━━ ENTRIES SHOWN

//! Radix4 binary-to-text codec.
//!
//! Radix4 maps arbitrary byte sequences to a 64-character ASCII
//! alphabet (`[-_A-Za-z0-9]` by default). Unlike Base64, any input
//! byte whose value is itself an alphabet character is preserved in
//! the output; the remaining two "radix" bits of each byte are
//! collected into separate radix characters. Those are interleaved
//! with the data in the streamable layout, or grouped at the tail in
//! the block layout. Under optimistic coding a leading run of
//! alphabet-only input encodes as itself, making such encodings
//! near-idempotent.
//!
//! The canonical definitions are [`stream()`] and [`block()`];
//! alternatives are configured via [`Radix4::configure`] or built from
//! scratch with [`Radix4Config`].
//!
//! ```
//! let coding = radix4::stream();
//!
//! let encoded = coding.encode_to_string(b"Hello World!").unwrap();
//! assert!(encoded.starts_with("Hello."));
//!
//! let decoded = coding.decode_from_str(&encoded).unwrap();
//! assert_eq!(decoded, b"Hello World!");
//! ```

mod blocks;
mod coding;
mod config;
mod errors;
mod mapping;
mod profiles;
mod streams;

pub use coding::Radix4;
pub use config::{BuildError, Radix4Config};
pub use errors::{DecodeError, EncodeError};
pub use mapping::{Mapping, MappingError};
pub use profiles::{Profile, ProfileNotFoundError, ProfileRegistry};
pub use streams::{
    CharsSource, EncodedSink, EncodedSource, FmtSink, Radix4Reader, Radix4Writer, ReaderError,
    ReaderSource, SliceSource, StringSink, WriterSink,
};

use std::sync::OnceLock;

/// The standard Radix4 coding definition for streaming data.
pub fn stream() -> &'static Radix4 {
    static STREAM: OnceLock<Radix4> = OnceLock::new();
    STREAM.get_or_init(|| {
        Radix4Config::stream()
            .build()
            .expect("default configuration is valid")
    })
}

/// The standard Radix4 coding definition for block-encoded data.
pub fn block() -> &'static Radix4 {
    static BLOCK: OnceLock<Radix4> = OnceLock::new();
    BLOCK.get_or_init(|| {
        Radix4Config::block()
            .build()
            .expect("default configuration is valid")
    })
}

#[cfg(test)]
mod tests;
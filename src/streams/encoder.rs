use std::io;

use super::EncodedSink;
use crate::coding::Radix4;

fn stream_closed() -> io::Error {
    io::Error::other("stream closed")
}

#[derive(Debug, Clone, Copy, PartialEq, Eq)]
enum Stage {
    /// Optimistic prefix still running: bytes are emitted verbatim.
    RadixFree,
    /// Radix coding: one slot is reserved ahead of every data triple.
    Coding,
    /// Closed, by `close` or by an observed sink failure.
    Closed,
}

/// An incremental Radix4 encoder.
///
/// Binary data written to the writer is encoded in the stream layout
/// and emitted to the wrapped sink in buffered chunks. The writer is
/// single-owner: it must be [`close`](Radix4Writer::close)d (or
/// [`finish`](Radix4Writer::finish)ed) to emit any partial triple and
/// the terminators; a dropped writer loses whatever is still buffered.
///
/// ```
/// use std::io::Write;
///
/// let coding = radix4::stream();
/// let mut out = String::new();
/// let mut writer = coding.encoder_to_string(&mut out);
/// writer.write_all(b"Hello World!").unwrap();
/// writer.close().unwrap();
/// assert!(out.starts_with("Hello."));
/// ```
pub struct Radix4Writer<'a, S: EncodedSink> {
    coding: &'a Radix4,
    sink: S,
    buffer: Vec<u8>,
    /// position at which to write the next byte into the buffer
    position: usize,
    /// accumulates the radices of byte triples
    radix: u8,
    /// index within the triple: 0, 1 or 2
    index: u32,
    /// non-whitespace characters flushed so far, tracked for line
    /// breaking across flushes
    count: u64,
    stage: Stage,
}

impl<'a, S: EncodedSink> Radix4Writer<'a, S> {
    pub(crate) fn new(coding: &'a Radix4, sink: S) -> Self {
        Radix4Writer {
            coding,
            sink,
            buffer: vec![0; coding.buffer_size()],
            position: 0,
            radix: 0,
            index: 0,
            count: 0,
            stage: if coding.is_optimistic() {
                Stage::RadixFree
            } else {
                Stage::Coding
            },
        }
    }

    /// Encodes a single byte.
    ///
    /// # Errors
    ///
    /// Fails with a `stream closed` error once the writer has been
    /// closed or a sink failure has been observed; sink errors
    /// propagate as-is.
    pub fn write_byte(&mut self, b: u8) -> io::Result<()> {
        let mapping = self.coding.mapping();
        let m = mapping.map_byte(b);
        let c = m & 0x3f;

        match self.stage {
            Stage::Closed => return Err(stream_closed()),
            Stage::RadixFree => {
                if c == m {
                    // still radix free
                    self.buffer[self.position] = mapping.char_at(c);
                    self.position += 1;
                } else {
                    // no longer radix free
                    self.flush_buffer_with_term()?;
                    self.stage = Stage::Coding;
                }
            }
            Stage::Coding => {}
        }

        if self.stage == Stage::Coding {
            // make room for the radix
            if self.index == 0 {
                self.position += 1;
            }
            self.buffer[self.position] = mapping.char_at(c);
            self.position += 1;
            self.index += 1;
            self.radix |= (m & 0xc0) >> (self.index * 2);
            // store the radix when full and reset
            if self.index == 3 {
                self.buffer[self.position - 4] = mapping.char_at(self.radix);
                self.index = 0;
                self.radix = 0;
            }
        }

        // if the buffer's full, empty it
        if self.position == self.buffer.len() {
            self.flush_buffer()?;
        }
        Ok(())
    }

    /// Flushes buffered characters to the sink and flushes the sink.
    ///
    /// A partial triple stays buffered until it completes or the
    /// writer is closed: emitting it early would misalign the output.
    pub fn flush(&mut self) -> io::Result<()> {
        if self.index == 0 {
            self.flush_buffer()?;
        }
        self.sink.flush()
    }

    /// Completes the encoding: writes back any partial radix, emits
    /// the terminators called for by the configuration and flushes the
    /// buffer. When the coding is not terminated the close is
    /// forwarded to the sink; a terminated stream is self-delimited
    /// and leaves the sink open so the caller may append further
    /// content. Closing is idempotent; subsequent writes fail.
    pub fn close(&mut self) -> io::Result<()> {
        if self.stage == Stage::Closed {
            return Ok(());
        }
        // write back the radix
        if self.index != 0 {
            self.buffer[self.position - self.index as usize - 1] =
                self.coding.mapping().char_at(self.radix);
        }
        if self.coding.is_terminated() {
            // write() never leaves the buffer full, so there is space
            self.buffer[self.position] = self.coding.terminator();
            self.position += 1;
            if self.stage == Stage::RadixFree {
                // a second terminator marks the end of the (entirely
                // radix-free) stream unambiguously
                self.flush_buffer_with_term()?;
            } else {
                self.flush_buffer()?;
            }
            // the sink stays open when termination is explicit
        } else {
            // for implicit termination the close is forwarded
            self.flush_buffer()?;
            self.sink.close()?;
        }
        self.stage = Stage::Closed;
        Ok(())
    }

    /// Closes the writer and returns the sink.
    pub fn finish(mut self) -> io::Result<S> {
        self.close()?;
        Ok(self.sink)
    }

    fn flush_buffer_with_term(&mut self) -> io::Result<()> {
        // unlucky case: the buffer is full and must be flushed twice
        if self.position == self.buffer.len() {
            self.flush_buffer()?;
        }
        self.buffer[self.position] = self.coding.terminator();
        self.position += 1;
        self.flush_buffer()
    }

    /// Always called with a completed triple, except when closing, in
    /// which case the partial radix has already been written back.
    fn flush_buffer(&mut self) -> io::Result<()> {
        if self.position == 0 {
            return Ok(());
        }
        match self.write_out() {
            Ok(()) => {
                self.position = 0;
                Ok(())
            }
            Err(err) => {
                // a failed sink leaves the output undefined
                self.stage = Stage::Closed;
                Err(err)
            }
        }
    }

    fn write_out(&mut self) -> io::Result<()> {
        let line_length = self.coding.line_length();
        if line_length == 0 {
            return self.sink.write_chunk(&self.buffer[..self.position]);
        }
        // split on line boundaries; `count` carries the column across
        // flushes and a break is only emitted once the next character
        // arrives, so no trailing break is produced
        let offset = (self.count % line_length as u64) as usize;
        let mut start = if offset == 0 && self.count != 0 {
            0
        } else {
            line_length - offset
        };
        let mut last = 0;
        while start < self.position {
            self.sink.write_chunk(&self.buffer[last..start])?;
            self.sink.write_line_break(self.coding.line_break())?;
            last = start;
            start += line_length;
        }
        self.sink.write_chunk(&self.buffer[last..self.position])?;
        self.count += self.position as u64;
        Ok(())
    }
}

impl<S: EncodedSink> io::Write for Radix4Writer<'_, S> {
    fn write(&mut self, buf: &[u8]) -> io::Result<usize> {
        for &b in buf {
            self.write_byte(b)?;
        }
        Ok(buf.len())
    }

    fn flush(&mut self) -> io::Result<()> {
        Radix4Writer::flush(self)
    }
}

━━━━

EXERCISE: Copy the lines above exactly, beginning at the line containing "while start <" and stopping at the last line.

SOLUTION FOR THIS TASK:
        while start < self.position {
            self.sink.write_chunk(&self.buffer[last..start])?;
            self.sink.write_line_break(self.coding.line_break())?;
            last = start;
            start += line_length;
        }
        self.sink.write_chunk(&self.buffer[last..self.position])?;
        self.count += self.position as u64;
        Ok(())
    }
}

impl<S: EncodedSink> io::Write for Radix4Writer<'_, S> {
    fn write(&mut self, buf: &[u8]) -> io::Result<usize> {
        for &b in buf {
            self.write_byte(b)?;
        }
        Ok(buf.len())
    }

    fn flush(&mut self) -> io::Result<()> {
        Radix4Writer::flush(self)
    }
}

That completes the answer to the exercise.